Excerpted data »
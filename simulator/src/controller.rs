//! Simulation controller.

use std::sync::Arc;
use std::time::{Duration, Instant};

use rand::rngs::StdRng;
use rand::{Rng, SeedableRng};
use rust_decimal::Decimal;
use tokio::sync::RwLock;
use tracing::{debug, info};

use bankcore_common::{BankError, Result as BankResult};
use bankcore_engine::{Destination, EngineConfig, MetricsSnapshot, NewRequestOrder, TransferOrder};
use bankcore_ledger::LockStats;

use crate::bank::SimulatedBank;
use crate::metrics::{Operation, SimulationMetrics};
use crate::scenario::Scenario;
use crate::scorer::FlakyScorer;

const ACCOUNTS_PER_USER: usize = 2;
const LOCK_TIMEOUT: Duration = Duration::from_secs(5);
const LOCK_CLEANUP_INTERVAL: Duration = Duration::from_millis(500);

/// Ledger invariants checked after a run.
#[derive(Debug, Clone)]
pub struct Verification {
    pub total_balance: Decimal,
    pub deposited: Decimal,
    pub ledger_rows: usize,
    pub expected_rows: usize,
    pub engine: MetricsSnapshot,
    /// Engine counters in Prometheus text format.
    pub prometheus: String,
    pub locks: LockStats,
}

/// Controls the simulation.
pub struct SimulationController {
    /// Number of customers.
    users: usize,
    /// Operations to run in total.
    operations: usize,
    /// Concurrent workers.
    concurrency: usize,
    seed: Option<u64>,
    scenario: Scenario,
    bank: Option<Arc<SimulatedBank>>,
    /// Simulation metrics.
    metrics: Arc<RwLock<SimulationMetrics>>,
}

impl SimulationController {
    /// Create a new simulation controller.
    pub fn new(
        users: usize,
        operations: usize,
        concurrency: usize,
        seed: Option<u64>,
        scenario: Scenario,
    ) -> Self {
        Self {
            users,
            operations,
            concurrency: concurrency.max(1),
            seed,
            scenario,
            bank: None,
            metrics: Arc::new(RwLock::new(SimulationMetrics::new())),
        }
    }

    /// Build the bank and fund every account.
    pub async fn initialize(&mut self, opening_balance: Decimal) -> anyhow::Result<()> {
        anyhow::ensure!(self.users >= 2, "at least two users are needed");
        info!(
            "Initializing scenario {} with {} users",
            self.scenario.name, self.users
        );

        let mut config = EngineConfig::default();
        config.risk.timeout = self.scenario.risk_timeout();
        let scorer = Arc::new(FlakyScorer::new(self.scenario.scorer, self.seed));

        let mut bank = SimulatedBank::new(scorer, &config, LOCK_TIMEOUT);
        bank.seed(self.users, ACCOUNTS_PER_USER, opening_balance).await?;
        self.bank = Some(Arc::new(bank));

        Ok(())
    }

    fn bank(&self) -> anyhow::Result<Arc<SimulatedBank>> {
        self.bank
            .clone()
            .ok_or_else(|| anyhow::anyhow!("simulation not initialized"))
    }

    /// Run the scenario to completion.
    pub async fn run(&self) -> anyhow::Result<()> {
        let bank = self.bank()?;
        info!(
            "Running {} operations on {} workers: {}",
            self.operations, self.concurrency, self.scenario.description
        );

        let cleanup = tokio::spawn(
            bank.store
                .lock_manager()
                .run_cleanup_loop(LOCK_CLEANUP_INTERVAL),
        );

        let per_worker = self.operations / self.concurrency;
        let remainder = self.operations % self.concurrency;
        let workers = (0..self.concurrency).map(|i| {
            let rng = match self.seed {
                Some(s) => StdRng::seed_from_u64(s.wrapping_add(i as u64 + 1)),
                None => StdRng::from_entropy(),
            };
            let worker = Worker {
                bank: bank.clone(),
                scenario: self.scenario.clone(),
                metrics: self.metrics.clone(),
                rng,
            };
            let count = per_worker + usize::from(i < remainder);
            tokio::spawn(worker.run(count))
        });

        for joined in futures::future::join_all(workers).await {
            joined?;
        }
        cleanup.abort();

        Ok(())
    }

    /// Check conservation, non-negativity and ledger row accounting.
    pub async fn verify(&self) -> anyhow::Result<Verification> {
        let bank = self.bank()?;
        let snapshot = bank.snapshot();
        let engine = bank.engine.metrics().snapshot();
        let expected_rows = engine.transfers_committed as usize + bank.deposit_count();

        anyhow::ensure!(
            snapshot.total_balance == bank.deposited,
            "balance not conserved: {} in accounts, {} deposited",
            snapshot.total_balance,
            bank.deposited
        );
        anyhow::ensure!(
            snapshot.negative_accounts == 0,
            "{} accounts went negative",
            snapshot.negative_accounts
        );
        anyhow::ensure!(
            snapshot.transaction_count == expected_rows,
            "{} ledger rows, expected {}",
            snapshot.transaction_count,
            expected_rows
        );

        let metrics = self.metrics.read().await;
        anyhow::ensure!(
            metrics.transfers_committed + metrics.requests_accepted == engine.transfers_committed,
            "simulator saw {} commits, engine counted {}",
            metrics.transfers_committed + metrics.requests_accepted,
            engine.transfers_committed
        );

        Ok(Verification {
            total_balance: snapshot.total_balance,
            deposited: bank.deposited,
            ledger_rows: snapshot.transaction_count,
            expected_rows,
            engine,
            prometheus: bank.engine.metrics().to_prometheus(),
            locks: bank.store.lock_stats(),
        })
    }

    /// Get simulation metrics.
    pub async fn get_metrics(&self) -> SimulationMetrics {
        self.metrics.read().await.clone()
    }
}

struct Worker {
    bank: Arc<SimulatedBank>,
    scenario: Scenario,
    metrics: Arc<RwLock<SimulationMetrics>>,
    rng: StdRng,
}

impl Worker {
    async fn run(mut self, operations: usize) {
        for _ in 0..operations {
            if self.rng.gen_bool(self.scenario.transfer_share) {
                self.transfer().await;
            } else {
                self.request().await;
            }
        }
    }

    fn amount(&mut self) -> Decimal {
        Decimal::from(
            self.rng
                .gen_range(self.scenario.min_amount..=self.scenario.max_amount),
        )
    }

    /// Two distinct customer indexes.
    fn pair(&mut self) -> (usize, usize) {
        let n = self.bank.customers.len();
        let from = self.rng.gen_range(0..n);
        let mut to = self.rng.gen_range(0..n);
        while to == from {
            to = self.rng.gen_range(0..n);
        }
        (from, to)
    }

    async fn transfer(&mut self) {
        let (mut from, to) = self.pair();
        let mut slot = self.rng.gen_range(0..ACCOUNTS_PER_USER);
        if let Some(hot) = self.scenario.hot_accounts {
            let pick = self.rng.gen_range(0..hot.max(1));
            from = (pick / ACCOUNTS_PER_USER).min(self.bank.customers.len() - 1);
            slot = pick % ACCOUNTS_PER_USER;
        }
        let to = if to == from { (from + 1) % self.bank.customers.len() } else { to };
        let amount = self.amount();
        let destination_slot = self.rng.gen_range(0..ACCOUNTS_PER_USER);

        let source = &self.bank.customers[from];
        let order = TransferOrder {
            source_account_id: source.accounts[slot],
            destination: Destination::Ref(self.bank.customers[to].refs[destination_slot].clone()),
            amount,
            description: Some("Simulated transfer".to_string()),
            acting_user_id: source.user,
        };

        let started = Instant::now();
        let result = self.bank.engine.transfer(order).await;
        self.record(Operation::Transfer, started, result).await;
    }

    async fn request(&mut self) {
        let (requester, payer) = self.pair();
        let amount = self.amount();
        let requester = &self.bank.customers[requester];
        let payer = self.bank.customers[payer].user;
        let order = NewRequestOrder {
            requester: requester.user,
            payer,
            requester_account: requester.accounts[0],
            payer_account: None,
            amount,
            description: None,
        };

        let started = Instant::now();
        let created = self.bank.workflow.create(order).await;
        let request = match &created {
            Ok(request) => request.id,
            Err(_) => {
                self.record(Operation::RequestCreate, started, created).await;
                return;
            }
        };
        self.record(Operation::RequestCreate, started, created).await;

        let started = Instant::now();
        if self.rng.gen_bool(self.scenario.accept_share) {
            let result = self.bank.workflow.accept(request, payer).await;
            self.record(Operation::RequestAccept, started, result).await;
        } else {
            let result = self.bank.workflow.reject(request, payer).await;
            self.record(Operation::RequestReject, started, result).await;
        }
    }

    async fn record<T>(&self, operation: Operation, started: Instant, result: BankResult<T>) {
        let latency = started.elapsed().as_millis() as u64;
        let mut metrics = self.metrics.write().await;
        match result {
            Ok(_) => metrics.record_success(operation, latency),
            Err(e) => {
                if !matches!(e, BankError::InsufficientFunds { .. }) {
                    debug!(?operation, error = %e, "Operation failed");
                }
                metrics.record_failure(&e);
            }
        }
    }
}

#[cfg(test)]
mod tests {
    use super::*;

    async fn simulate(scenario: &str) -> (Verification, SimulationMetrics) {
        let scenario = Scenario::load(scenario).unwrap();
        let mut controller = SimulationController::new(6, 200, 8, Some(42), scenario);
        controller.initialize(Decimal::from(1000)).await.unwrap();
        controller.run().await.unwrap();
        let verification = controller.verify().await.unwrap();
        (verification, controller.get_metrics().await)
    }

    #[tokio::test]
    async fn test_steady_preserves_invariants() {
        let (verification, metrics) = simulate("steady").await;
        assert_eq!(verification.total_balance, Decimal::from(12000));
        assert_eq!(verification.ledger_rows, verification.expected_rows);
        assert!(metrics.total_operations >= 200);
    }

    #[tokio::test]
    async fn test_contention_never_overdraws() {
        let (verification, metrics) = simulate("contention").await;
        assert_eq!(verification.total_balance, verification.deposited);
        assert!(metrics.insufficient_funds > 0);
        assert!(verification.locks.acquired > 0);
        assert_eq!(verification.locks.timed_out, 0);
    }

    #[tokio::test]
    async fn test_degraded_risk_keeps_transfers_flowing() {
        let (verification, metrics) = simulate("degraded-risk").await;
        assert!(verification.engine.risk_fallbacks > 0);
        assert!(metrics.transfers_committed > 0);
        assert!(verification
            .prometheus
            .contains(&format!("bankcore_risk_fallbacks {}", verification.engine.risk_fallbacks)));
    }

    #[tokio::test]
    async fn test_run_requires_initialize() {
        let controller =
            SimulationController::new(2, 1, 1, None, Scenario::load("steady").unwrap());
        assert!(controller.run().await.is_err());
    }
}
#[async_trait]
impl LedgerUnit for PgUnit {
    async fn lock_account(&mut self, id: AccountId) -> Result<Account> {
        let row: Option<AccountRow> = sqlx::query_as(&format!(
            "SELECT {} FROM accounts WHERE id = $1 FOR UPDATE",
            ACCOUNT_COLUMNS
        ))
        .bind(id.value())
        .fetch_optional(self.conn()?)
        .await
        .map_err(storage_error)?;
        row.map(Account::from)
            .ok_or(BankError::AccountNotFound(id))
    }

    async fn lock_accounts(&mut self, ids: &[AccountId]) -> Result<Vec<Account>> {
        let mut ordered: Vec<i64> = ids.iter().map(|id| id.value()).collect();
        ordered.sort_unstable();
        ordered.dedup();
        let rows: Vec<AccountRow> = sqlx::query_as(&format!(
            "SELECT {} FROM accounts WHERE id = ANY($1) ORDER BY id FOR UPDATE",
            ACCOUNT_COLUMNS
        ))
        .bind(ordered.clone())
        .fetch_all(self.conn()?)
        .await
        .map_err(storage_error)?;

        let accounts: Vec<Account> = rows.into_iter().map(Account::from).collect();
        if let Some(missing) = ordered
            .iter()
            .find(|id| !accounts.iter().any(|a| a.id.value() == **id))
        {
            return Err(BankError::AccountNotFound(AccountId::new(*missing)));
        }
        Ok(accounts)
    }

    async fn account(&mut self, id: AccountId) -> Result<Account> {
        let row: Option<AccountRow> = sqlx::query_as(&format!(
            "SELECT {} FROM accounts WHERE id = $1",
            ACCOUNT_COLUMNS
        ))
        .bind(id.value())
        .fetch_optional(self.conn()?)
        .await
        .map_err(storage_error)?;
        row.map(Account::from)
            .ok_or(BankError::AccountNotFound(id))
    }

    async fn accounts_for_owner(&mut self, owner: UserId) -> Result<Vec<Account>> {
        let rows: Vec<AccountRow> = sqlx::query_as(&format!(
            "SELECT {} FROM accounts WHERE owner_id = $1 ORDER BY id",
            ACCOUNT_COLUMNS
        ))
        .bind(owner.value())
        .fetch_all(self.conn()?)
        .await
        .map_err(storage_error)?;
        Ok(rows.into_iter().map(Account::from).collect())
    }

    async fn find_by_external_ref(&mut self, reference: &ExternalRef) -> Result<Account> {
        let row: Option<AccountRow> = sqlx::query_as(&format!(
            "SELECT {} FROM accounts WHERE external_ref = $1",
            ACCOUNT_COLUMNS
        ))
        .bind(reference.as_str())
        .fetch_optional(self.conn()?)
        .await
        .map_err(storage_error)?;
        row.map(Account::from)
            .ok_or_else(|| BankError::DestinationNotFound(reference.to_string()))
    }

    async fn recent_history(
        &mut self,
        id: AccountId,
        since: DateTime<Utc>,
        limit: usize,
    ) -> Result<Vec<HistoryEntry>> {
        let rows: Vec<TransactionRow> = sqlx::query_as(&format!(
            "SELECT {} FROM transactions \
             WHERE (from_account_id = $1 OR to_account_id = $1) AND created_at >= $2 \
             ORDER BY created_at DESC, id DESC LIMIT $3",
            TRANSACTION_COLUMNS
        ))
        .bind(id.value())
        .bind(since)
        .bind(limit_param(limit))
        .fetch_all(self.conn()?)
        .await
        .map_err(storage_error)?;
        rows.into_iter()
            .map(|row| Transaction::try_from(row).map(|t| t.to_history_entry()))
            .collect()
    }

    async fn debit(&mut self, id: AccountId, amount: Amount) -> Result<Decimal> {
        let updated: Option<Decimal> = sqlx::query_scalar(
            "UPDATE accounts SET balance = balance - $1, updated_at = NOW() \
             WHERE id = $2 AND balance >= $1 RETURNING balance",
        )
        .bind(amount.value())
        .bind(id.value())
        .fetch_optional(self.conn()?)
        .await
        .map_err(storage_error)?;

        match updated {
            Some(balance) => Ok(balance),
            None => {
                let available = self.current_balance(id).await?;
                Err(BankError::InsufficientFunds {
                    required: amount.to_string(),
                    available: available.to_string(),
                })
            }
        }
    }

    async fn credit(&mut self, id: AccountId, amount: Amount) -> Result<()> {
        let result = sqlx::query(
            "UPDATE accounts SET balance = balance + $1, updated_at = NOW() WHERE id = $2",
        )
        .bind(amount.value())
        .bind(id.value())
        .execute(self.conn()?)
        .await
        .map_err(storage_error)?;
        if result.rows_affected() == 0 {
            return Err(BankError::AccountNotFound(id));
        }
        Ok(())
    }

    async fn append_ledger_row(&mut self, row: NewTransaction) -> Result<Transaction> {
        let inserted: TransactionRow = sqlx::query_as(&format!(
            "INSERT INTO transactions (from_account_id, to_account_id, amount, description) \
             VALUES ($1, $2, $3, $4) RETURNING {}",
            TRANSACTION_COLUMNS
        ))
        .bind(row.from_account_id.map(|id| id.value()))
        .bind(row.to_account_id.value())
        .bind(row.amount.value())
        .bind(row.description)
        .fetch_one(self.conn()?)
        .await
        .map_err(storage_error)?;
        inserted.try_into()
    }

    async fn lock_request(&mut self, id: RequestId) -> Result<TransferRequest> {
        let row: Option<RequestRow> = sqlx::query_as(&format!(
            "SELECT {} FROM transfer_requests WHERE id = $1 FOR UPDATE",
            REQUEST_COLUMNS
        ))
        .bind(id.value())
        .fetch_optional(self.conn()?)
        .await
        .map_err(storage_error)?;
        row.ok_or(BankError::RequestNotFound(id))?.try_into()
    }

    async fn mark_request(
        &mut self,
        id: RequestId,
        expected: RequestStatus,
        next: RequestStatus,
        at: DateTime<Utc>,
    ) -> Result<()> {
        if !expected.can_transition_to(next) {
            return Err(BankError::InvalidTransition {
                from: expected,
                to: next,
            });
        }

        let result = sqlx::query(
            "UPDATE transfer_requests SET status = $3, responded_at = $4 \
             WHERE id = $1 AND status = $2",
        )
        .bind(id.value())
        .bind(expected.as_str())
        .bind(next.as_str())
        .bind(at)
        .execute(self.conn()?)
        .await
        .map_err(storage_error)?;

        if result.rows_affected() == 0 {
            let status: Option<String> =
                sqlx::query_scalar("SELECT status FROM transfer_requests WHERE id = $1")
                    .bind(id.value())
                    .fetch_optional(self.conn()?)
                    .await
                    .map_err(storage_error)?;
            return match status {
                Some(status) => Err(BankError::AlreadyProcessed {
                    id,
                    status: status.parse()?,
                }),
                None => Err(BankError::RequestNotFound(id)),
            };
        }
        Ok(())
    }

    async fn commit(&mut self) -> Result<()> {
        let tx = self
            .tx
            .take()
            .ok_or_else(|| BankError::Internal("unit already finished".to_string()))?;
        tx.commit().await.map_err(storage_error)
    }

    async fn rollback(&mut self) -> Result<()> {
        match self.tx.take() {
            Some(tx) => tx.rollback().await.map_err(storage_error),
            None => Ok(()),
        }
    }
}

Your goal » In the entries above, find the line holding "let count = per_worker" and the line holding "Get simulation metrics.", then retype exactly those two lines and every line between them, and nothing else.

Expected output »
            let count = per_worker + usize::from(i < remainder);
            tokio::spawn(worker.run(count))
        });

        for joined in futures::future::join_all(workers).await {
            joined?;
        }
        cleanup.abort();

        Ok(())
    }

    /// Check conservation, non-negativity and ledger row accounting.
    pub async fn verify(&self) -> anyhow::Result<Verification> {
        let bank = self.bank()?;
        let snapshot = bank.snapshot();
        let engine = bank.engine.metrics().snapshot();
        let expected_rows = engine.transfers_committed as usize + bank.deposit_count();

        anyhow::ensure!(
            snapshot.total_balance == bank.deposited,
            "balance not conserved: {} in accounts, {} deposited",
            snapshot.total_balance,
            bank.deposited
        );
        anyhow::ensure!(
            snapshot.negative_accounts == 0,
            "{} accounts went negative",
            snapshot.negative_accounts
        );
        anyhow::ensure!(
            snapshot.transaction_count == expected_rows,
            "{} ledger rows, expected {}",
            snapshot.transaction_count,
            expected_rows
        );

        let metrics = self.metrics.read().await;
        anyhow::ensure!(
            metrics.transfers_committed + metrics.requests_accepted == engine.transfers_committed,
            "simulator saw {} commits, engine counted {}",
            metrics.transfers_committed + metrics.requests_accepted,
            engine.transfers_committed
        );

        Ok(Verification {
            total_balance: snapshot.total_balance,
            deposited: bank.deposited,
            ledger_rows: snapshot.transaction_count,
            expected_rows,
            engine,
            prometheus: bank.engine.metrics().to_prometheus(),
            locks: bank.store.lock_stats(),
        })
    }

    /// Get simulation metrics.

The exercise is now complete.